## Goal of the exercise
Word for word, retype the first line of the records and every following line through the one containing "the line is".

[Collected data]

---+---

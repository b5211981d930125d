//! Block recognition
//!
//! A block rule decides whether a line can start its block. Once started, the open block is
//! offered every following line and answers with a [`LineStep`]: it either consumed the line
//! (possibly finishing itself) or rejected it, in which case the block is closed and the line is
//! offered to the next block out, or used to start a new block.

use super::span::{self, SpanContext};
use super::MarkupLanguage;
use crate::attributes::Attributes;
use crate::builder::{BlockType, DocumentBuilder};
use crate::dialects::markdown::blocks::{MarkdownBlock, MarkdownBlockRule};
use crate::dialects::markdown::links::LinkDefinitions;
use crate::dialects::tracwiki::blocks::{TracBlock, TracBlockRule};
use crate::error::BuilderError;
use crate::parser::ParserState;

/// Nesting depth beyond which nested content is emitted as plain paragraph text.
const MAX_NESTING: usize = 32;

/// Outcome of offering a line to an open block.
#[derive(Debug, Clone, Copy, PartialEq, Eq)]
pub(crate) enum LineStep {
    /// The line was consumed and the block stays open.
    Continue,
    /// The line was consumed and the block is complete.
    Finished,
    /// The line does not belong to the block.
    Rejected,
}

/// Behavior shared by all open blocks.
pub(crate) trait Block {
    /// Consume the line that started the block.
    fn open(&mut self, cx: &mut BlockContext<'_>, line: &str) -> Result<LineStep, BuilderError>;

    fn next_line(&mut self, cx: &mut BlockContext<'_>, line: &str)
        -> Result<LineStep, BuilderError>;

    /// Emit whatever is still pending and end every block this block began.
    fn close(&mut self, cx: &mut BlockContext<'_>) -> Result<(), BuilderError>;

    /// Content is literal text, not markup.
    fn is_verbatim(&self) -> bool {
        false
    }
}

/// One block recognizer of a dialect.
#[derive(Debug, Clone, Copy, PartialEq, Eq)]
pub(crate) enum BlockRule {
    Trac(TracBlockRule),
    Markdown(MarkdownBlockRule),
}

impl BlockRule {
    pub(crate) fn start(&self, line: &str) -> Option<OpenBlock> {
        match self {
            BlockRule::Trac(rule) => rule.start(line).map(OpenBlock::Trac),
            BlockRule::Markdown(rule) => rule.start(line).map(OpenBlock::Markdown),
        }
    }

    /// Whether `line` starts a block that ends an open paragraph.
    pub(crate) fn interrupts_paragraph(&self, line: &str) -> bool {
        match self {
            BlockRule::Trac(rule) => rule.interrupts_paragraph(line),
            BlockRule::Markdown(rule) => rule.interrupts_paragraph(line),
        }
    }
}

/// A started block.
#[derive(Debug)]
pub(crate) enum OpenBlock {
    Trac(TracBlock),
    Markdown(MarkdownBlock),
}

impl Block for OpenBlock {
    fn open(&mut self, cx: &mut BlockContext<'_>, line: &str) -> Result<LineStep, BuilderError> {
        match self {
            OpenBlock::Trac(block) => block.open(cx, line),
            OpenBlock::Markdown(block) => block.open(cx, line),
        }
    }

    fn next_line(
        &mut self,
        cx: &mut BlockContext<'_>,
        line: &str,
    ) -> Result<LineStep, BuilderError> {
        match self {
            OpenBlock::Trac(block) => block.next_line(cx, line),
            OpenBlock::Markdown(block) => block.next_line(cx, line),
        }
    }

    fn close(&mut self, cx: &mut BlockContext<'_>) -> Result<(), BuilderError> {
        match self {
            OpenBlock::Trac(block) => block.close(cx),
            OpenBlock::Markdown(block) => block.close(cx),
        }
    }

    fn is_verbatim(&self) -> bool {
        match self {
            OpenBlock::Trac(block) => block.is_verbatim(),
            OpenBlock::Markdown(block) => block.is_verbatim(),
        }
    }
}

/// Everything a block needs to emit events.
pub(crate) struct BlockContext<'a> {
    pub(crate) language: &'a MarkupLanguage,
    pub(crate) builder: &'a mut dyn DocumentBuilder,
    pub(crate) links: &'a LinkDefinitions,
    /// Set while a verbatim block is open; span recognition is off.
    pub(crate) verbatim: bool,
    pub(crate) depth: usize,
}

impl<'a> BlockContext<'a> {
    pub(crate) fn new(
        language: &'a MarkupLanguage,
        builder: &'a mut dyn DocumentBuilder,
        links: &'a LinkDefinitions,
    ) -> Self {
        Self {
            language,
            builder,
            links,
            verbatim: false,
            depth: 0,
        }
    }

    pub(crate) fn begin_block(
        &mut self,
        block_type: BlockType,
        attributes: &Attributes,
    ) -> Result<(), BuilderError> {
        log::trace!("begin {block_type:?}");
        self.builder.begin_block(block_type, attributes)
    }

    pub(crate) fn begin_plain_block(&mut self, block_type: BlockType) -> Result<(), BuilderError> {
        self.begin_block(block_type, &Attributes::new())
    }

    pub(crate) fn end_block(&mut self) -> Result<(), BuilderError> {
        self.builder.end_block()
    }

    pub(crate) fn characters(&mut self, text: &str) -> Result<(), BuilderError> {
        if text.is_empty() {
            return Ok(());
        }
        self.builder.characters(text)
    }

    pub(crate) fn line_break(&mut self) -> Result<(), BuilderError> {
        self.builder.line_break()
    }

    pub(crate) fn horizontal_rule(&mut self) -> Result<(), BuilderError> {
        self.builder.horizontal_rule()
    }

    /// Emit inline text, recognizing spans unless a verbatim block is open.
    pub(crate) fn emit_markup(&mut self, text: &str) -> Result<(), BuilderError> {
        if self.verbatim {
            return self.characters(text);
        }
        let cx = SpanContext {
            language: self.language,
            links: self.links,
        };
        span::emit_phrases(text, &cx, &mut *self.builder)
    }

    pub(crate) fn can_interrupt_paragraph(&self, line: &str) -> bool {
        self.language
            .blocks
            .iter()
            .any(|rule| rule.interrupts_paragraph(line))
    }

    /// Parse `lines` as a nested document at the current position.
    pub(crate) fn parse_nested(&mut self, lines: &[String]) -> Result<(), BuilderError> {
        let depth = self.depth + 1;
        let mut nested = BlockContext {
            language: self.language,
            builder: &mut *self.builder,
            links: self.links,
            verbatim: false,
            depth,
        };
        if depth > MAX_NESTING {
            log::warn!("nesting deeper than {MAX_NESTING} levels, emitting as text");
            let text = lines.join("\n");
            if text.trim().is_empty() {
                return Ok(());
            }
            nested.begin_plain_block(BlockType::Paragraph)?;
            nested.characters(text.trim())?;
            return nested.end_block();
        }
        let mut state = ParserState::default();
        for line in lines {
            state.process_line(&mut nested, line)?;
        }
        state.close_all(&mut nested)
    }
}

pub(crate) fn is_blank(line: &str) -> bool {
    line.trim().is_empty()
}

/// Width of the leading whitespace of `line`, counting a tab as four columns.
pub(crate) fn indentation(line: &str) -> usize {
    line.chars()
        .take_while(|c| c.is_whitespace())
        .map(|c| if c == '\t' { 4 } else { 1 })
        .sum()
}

---+---

## Task output
repository b5211981d930125d
//! Block recognition
//!
//! A block rule decides whether a line can start its block. Once started, the open block is
//! offered every following line and answers with a [`LineStep`]: it either consumed the line
//! (possibly finishing itself) or rejected it, in which case the block is closed and the line is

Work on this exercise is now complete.